Waymo had anticipated concerns and doubts about driving in a place like Detroit, known for “harsh winters,” and put out a blog post late last month about driving in all types of weather. It claims that its next-generation driver technology is adequately trained to handle snowy conditions.

Waymo says its AI can notice when there’s snow, slush or ice compared to a normal, dry road and adjust its behavior accordingly. “Each vehicle essentially acts as a mobile weather station, collecting data to inform its driving decisions and sharing it with the rest of the city’s fleet,” the post reads.

The need to overcome winter was inevitable. RoboFleet can only drive around the same SF roads, battling occasional splashes and late-night fog. Advanced imaging company Ubicept is creating imaging technologies for more challenging situations. And wondering when companies like Waymo will want to expand beyond the Sun Belt and coastal California. As Ubicept co-founder and CTO Tristan Swedish explained in a recent call, challenging scenarios like winter put vision systems and sensor suites to the test.

In contrast to the ease of summer autonomous driving in “well-behaved environments” like SF and Vegas, he said, “when you go into more adverse weather scenarios there are ways to overcome those challenges using advanced perception systems.”

The Swedes noted the trend of adding more cameras, radar and LiDAR sensors to combat vision limitations in things like night-time fog and snowstorms. But, “the more sensors you have the more likely you are to fail,” he said. “This makes the system less reliable and more expensive.”

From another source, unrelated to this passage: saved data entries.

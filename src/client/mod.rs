//! HTTP client for submitting queries and tasks.

mod druid;
pub mod response;
pub mod transport;

pub use druid::DruidClient;
pub use response::{QueryResponse, TaskState, TaskStatus};
pub use transport::{HttpRequest, HttpResponse, Method, ReqwestTransport, Transport};
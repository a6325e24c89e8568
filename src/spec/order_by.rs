//! Order-by columns and the `default` limit spec.

use serde::ser::SerializeMap;
use serde::{Serialize, Serializer};

use crate::collection::OrderByCollection;
use crate::types::{OrderByDirection, SortingOrder};

/// One sort column of a limit spec.
#[derive(Debug, Clone, PartialEq, Serialize)]
#[serde(rename_all = "camelCase")]
pub struct OrderBy {
    pub dimension: String,
    pub direction: OrderByDirection,
    pub dimension_order: SortingOrder,
}

impl OrderBy {
    pub fn new(dimension: impl Into<String>, direction: OrderByDirection, dimension_order: SortingOrder) -> Self {
        Self {
            dimension: dimension.into(),
            direction,
            dimension_order,
        }
    }

    /// Ascending, lexicographic order on `dimension`.
    pub fn ascending(dimension: impl Into<String>) -> Self {
        Self::new(dimension, OrderByDirection::Ascending, SortingOrder::Lexicographic)
    }

    pub fn descending(dimension: impl Into<String>) -> Self {
        Self::new(dimension, OrderByDirection::Descending, SortingOrder::Lexicographic)
    }
}

/// Row cap, offset and ordering of a groupBy result.
///
/// Serializes as `{type: default, columns: [...]}` with `limit` and `offset`
/// present only when set.
#[derive(Debug, Clone, PartialEq, Default)]
pub struct Limit {
    limit: Option<u64>,
    offset: Option<u64>,
    columns: Option<OrderByCollection>,
}

impl Limit {
    pub fn new(limit: Option<u64>) -> Self {
        Self {
            limit,
            ..Self::default()
        }
    }

    pub fn with_order_by(limit: Option<u64>, columns: OrderByCollection) -> Self {
        Self {
            limit,
            offset: None,
            columns: Some(columns),
        }
    }

    pub fn set_limit(&mut self, limit: u64) -> &mut Self {
        self.limit = Some(limit);
        self
    }

    pub fn set_offset(&mut self, offset: u64) -> &mut Self {
        self.offset = Some(offset);
        self
    }

    pub fn add_order_by(&mut self, order_by: OrderBy) -> &mut Self {
        self.columns
            .get_or_insert_with(OrderByCollection::new)
            .add(order_by);
        self
    }

    pub fn limit(&self) -> Option<u64> {
        self.limit
    }

    pub fn offset(&self) -> Option<u64> {
        self.offset
    }

    pub fn order_by(&self) -> Option<&OrderByCollection> {
        self.columns.as_ref()
    }
}

impl Serialize for Limit {
    fn serialize<S: Serializer>(&self, serializer: S) -> Result<S::Ok, S::Error> {
        let mut map = serializer.serialize_map(None)?;
        map.serialize_entry("type", "default")?;
        match &self.columns {
            Some(columns) => map.serialize_entry("columns", columns)?,
            None => map.serialize_entry("columns", &[] as &[OrderBy])?,
        }
        if let Some(limit) = self.limit {
            map.serialize_entry("limit", &limit)?;
        }
        if let Some(offset) = self.offset {
            map.serialize_entry("offset", &offset)?;
        }
        map.end()
    }
}
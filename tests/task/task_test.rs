//! Ingestion, kill and compaction task documents.

use druid_query::context::{TaskContext, TuningConfig};
use druid_query::spec::{Aggregator, Filter, ToJson};
use druid_query::task::{CompactTask, IndexTaskBuilder, InputFormat, InputSource, KillTask, Task};
use druid_query::types::{DataType, Granularity, Interval};
use serde_json::json;

fn day() -> Interval {
    Interval::parse("2015-09-12/2015-09-13").unwrap()
}

#[test]
fn test_parallel_index_task() {
    let task = IndexTaskBuilder::new(
        "wikipedia",
        InputSource::http(["https://example.com/wikiticker.json.gz"]),
    )
    .input_format(InputFormat::Json)
    .timestamp("time", "iso")
    .dimension("page")
    .typed_dimension("added", DataType::Long)
    .aggregate(Aggregator::count("edits"))
    .segment_granularity(Granularity::Day)
    .query_granularity(Granularity::Hour)
    .rollup(true)
    .interval(day())
    .build()
    .unwrap();

    assert_eq!(
        task.to_json().unwrap(),
        json!({
            "type": "index_parallel",
            "spec": {
                "dataSchema": {
                    "dataSource": "wikipedia",
                    "timestampSpec": {"column": "time", "format": "iso"},
                    "dimensionsSpec": {"dimensions": ["page", {"type": "long", "name": "added"}]},
                    "metricsSpec": [{"type": "count", "name": "edits"}],
                    "granularitySpec": {
                        "type": "uniform",
                        "segmentGranularity": "day",
                        "queryGranularity": "hour",
                        "rollup": true,
                        "intervals": ["2015-09-12T00:00:00.000Z/2015-09-13T00:00:00.000Z"]
                    }
                },
                "ioConfig": {
                    "type": "index_parallel",
                    "inputSource": {"type": "http", "uris": ["https://example.com/wikiticker.json.gz"]},
                    "inputFormat": {"type": "json"},
                    "appendToExisting": false
                },
                "tuningConfig": {"type": "index_parallel"}
            }
        })
    );
}

#[test]
fn test_reindex_defaults_to_time_column() {
    let source = InputSource::druid("wikipedia", day());
    let task = IndexTaskBuilder::new("wikipedia_rollup", source)
        .dimension("page")
        .aggregate(Aggregator::long_sum("added", "added"))
        .sequential()
        .task_id("reindex-1")
        .build()
        .unwrap();

    assert_eq!(task.kind, "index");
    let value = task.to_json().unwrap();
    assert_eq!(value["id"], "reindex-1");
    assert_eq!(
        value["spec"]["dataSchema"]["timestampSpec"],
        json!({"column": "__time", "format": "millis"})
    );
    assert_eq!(
        value["spec"]["ioConfig"]["inputSource"],
        json!({
            "type": "druid",
            "dataSource": "wikipedia",
            "interval": "2015-09-12T00:00:00.000Z/2015-09-13T00:00:00.000Z"
        })
    );
    assert!(value["spec"]["ioConfig"].get("inputFormat").is_none());
    assert_eq!(value["spec"]["tuningConfig"], json!({"type": "index"}));
}

#[test]
fn test_file_source_needs_input_format() {
    let err = IndexTaskBuilder::new("wikipedia", InputSource::local("/data/wiki", "*.csv"))
        .build()
        .unwrap_err();
    assert!(err.to_string().contains("input format"));

    let task = IndexTaskBuilder::new("wikipedia", InputSource::local("/data/wiki", "*.csv"))
        .input_format(InputFormat::csv_with_header())
        .build()
        .unwrap();
    assert_eq!(
        serde_json::to_value(&task.spec.io_config.input_format).unwrap(),
        json!({"type": "csv", "findColumnsFromHeader": true})
    );
    assert_eq!(
        serde_json::to_value(&task.spec.data_schema.timestamp_spec).unwrap(),
        json!({"column": "timestamp", "format": "auto"})
    );
}

#[test]
fn test_empty_datasource_is_rejected() {
    let result = IndexTaskBuilder::new(" ", InputSource::inline("{}"))
        .input_format(InputFormat::Json)
        .build();
    assert!(result.is_err());
}

#[test]
fn test_transform_spec_only_when_used() {
    let plain = IndexTaskBuilder::new("wikipedia", InputSource::inline("{}"))
        .input_format(InputFormat::Json)
        .build()
        .unwrap();
    assert!(plain.spec.data_schema.transform_spec.is_none());

    let transformed = IndexTaskBuilder::new("wikipedia", InputSource::inline("{}"))
        .input_format(InputFormat::Json)
        .transform("page_lower", "lower(page)")
        .transform_filter(Filter::selector("country", "NZ"))
        .build()
        .unwrap();
    assert_eq!(
        serde_json::to_value(&transformed.spec.data_schema.transform_spec).unwrap(),
        json!({
            "transforms": [{"type": "expression", "name": "page_lower", "expression": "lower(page)"}],
            "filter": {"type": "selector", "dimension": "country", "value": "NZ"}
        })
    );
}

#[test]
fn test_explicit_tuning_type_is_kept() {
    let tuning = TuningConfig::for_task("index_parallel").set_max_num_concurrent_sub_tasks(4);
    let task = IndexTaskBuilder::new("wikipedia", InputSource::inline("{}"))
        .input_format(InputFormat::Json)
        .tuning_config(tuning)
        .context(TaskContext::new().set_priority(90))
        .build()
        .unwrap();
    let value = task.to_json().unwrap();
    assert_eq!(
        value["spec"]["tuningConfig"],
        json!({"type": "index_parallel", "maxNumConcurrentSubTasks": 4})
    );
    assert_eq!(value["context"], json!({"priority": 90}));
}

#[test]
fn test_kill_task() {
    let mut kill = KillTask::new("wikipedia", day());
    kill.batch_size = Some(100);
    assert_eq!(
        kill.to_json().unwrap(),
        json!({
            "type": "kill",
            "dataSource": "wikipedia",
            "interval": "2015-09-12T00:00:00.000Z/2015-09-13T00:00:00.000Z",
            "batchSize": 100
        })
    );
    assert_eq!(Task::from(kill).task_type(), "kill");
}

#[test]
fn test_compact_task() {
    let compact = CompactTask::new("wikipedia", day())
        .with_tuning_config(TuningConfig::new().set_max_rows_per_segment(5_000_000))
        .with_context(TaskContext::new().set_store_compaction_state(true));
    assert_eq!(
        compact.to_json().unwrap(),
        json!({
            "type": "compact",
            "dataSource": "wikipedia",
            "ioConfig": {
                "type": "compact",
                "inputSpec": {
                    "type": "interval",
                    "interval": "2015-09-12T00:00:00.000Z/2015-09-13T00:00:00.000Z"
                }
            },
            "tuningConfig": {"maxRowsPerSegment": 5000000},
            "context": {"storeCompactionState": true}
        })
    );

    let task = Task::from(compact);
    assert_eq!(task.task_type(), "compact");
    assert_eq!(task.id(), None);
}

Companies like Ubicept want to deploy AI-based solutions: software that can distinguish light from headlights bouncing off the road from fog or snow banks. Humans can’t do this with the naked eye, but with an approach called gated imaging technology, reliable autonomous driving in more places is theoretically possible. “You don’t have to build a new sensor system,” he assured.

But more robotaxis in more places during more times of the year may not be what people want. After a Waymo rammed and killed a neighborhood cat in San Francisco last month, a local supervisor introduced a proposal to give counties more authority over robotaxi activity. In California, companies like Waymo are regulated through the California Public Utilities Commission (CPUC) and the CA DMV, both state-level entities.

So with winter coming, don’t expect autonomous taxis (and the companies that run them) to be ready for it just yet.